## WHAT THE EXERCISE ASKS
Search the records for the string "UserId", then copy each line where it appears.
Top of MATERIAL PROVIDED
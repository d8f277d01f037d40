//! # Pagination
//!
//! Paged embed replies navigated with buttons. Every paginated message
//! gets its own session id carried in the button custom ids
//! (`page:<session>:<action>`), so a single registered `page` button
//! handler serves all of them.
//!
//! - **Version**: 2.0.0
//! - **Since**: 0.3.0
//! - **Toggleable**: true
//!
//! ## Changelog
//! - 2.0.0: Per-message sessions keyed by uuid, owner-only navigation
//! - 1.0.0: Static first/prev/next/last buttons

use std::sync::Arc;
use std::time::{Duration, Instant};

use anyhow::Result;
use async_trait::async_trait;
use dashmap::DashMap;
use log::debug;
use serenity::model::id::UserId;
use uuid::Uuid;

use crate::commands::context::InteractionContext;
use crate::commands::descriptor::{ComponentDescriptor, HandlerDescriptor};
use crate::commands::handler::InteractionHandler;
use crate::core::embeds::EmbedPayload;
use crate::session::{ButtonSpec, ButtonStyle, ComponentSpec, MessagePayload};

/// Routing prefix of every pagination button
pub const PAGE_PREFIX: &str = "page";

const EXPIRED_MESSAGE: &str = "⌛ This menu has expired.";
const NOT_OWNER_MESSAGE: &str = "🔒 Only the person who opened this menu can use it.";

struct PageSession {
    owner: UserId,
    pages: Vec<EmbedPayload>,
    current: usize,
    last_used: Instant,
}

#[derive(Debug, Clone, Copy, PartialEq, Eq)]
enum PageAction {
    First,
    Prev,
    Next,
    Last,
}

impl PageAction {
    fn parse(action: &str) -> Option<Self> {
        match action {
            "first" => Some(PageAction::First),
            "prev" => Some(PageAction::Prev),
            "next" => Some(PageAction::Next),
            "last" => Some(PageAction::Last),
            _ => None,
        }
    }

    fn apply(self, current: usize, total: usize) -> usize {
        let last = total.saturating_sub(1);
        match self {
            PageAction::First => 0,
            PageAction::Prev => current.saturating_sub(1),
            PageAction::Next => (current + 1).min(last),
            PageAction::Last => last,
        }
    }
}

pub struct Paginator {
    sessions: DashMap<Uuid, PageSession>,
    ttl: Duration,
}

impl Paginator {
    /// Sessions idle for longer than `ttl` stop responding
    pub fn new(ttl: Duration) -> Self {
        Self {
            sessions: DashMap::new(),
            ttl,
        }
    }

    /// Button descriptor to register once at startup
    pub fn descriptor(self: &Arc<Self>) -> HandlerDescriptor {
        let handler: Arc<dyn InteractionHandler> = self.clone();
        HandlerDescriptor::Button(ComponentDescriptor::new(PAGE_PREFIX, handler))
    }

    /// Open a session and render its first page
    ///
    /// A single page is sent without navigation buttons and no session
    /// is kept for it.
    pub fn start(&self, owner: UserId, mut pages: Vec<EmbedPayload>) -> MessagePayload {
        match pages.len() {
            0 => MessagePayload::text("Nothing to show."),
            1 => {
                let mut message = MessagePayload::default();
                message.embed(pages.remove(0));
                message
            }
            total => {
                self.prune();
                let id = Uuid::new_v4();
                let message = render(id, &pages[0], 0, total);
                self.sessions.insert(
                    id,
                    PageSession {
                        owner,
                        pages,
                        current: 0,
                        last_used: Instant::now(),
                    },
                );
                debug!("Started pagination session {id} with {total} pages for {owner}");
                message
            }
        }
    }

    pub fn active_sessions(&self) -> usize {
        self.sessions.len()
    }

    /// Drop sessions past their idle timeout
    pub fn prune(&self) {
        let ttl = self.ttl;
        self.sessions.retain(|_, session| session.last_used.elapsed() < ttl);
    }

    fn navigate(&self, id: Uuid, user: UserId, action: PageAction) -> Navigation {
        let Some(mut session) = self.sessions.get_mut(&id) else {
            return Navigation::Expired;
        };
        if session.last_used.elapsed() >= self.ttl {
            drop(session);
            self.sessions.remove(&id);
            return Navigation::Expired;
        }
        if session.owner != user {
            return Navigation::NotOwner;
        }

        let total = session.pages.len();
        session.current = action.apply(session.current, total);
        session.last_used = Instant::now();
        let current = session.current;
        Navigation::Page(render(id, &session.pages[current], current, total))
    }
}

enum Navigation {
    Page(MessagePayload),
    NotOwner,
    Expired,
}

fn render(id: Uuid, page: &EmbedPayload, current: usize, total: usize) -> MessagePayload {
    let at_start = current == 0;
    let at_end = current + 1 >= total;
    let button = |action: &str, label: &str, disabled: bool| {
        ComponentSpec::Button(
            ButtonSpec::new(format!("{PAGE_PREFIX}:{id}:{action}"), label, ButtonStyle::Secondary)
                .disabled(disabled),
        )
    };

    let mut message = MessagePayload::default();
    message.embed(page.clone()).row(vec![
        button("first", "⏮️", at_start),
        button("prev", "⬅️", at_start),
        button("indicator", &format!("{}/{total}", current + 1), true),
        button("next", "➡️", at_end),
        button("last", "⏭️", at_end),
    ]);
    message
}

fn ephemeral(text: &str) -> MessagePayload {
    let mut message = MessagePayload::text(text);
    message.ephemeral(true);
    message
}

#[async_trait]
impl InteractionHandler for Paginator {
    async fn run(&self, ctx: &InteractionContext) -> Result<()> {
        let args = ctx.custom_id_args();
        let session = args.first().and_then(|raw| Uuid::parse_str(raw).ok());
        let action = args.get(1).and_then(|raw| PageAction::parse(raw));

        let (Some(id), Some(action)) = (session, action) else {
            debug!("[{}] Ignoring pagination press '{}'", ctx.request_id(), ctx.key());
            return ctx.defer_update().await;
        };

        match self.navigate(id, ctx.user_id(), action) {
            Navigation::Page(message) => ctx.update(message).await,
            Navigation::NotOwner => ctx.reply(ephemeral(NOT_OWNER_MESSAGE)).await,
            Navigation::Expired => ctx.reply(ephemeral(EXPIRED_MESSAGE)).await,
        }
    }
}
Bottom of MATERIAL PROVIDED
## ANSWER SECTION
use serenity::model::id::UserId;
    owner: UserId,
    pub fn start(&self, owner: UserId, mut pages: Vec<EmbedPayload>) -> MessagePayload {
    fn navigate(&self, id: Uuid, user: UserId, action: PageAction) -> Navigation {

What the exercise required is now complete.